**Work item**
Exactly the lines from the opening of the data through the line containing "a runnable file." should be reproduced, please, with nothing added.

((

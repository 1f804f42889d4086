//! Platform conventions for search paths, script wrappers and argument text.
//!
//! Everything here takes an explicit [`Platform`] instead of branching on
//! `cfg!` so the Windows rules can be exercised from any host.

use std::path::Path;

use super::EnvMap;

/// Extensions tried, in order, when a Windows lookup needs a runnable file.
const WINDOWS_EXTENSIONS: &[&str] = &[".cmd", ".bat", ".exe", ".com"];

/// Host conventions relevant to launching a child.
#[derive(Debug, Clone, Copy, PartialEq, Eq)]
pub enum Platform {
    /// Linux, macOS and other Unix-likes.
    Unix,
    /// Windows.
    Windows,
}

impl Platform {
    /// The platform this binary was compiled for.
    #[must_use]
    pub const fn current() -> Self {
        if cfg!(windows) {
            Self::Windows
        } else {
            Self::Unix
        }
    }

    /// Separator between `PATH` entries.
    #[must_use]
    pub const fn path_list_separator(self) -> char {
        match self {
            Self::Unix => ':',
            Self::Windows => ';',
        }
    }

    /// Extensions that make a bare name runnable, in lookup order.
    #[must_use]
    pub const fn executable_extensions(self) -> &'static [&'static str] {
        match self {
            Self::Unix => &[],
            Self::Windows => WINDOWS_EXTENSIONS,
        }
    }

    /// Whether `name` already names a location rather than a bare command.
    #[must_use]
    pub fn has_path_component(self, name: &str) -> bool {
        Path::new(name).is_absolute()
            || name.contains('/')
            || (self == Self::Windows && name.contains('\\'))
    }

    /// Split a `PATH` value into its non-empty entries.
    #[must_use]
    pub fn split_path_list(self, value: &str) -> Vec<String> {
        value
            .split(self.path_list_separator())
            .filter(|entry| !entry.is_empty())
            .map(str::to_owned)
            .collect()
    }

    /// Join entries back into a `PATH` value.
    #[must_use]
    pub fn join_path_list(self, entries: &[String]) -> String {
        entries.join(&self.path_list_separator().to_string())
    }

    /// Whether two `PATH` entries refer to the same directory.
    #[must_use]
    pub fn same_path_entry(self, a: &str, b: &str) -> bool {
        match self {
            Self::Unix => a == b,
            Self::Windows => a.eq_ignore_ascii_case(b),
        }
    }

    /// Make prompt text safe to pass as a single argument.
    ///
    /// Windows console tooling mangles raw control characters in arguments,
    /// so they are written as escape sequences there.
    #[must_use]
    pub fn escape_prompt(self, prompt: &str) -> String {
        match self {
            Self::Unix => prompt.to_owned(),
            Self::Windows => prompt
                .replace('\n', "\\n")
                .replace('\r', "\\r")
                .replace('\t', "\\t"),
        }
    }
}

/// Look up an environment variable, falling back to a case-insensitive match.
#[must_use]
pub fn env_lookup<'a>(env: &'a EnvMap, key: &str) -> Option<&'a str> {
    env.get(key)
        .or_else(|| {
            env.iter()
                .find(|(candidate, _)| candidate.eq_ignore_ascii_case(key))
                .map(|(_, value)| value)
        })
        .map(String::as_str)
}

/// The key under which `PATH` is stored, preserving its existing spelling.
#[must_use]
pub fn path_key(env: &EnvMap) -> String {
    env.keys()
        .find(|key| key.eq_ignore_ascii_case("PATH"))
        .cloned()
        .unwrap_or_else(|| "PATH".to_owned())
}

/// Whether `path` is a batch script that needs `cmd.exe` to run.
#[must_use]
pub fn is_batch_script(path: &Path) -> bool {
    path.extension()
        .and_then(|ext| ext.to_str())
        .is_some_and(|ext| ext.eq_ignore_ascii_case("cmd") || ext.eq_ignore_ascii_case("bat"))
}

/// Quote one argument for a `cmd.exe /s /c "…"` command line.
///
/// `%` and `^` are doubled first; arguments containing whitespace or cmd
/// metacharacters are wrapped in quotes with embedded quotes written as
/// `"^""`.
#[must_use]
pub fn quote_for_cmd(arg: &str) -> String {
    if arg.is_empty() {
        return "\"\"".to_owned();
    }

    let escaped = arg.replace('%', "%%").replace('^', "^^");
    if escaped
        .chars()
        .any(|c| matches!(c, '&' | '|' | '<' | '>' | '(' | ')' | '^' | '"' | ' ' | '\t'))
    {
        format!("\"{}\"", escaped.replace('"', "\"^\"\""))
    } else {
        escaped
    }
}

))

**Exercise result**
repository 1f804f42889d4086
//! Platform conventions for search paths, script wrappers and argument text.
//!
//! Everything here takes an explicit [`Platform`] instead of branching on
//! `cfg!` so the Windows rules can be exercised from any host.

use std::path::Path;

use super::EnvMap;

/// Extensions tried, in order, when a Windows lookup needs a runnable file.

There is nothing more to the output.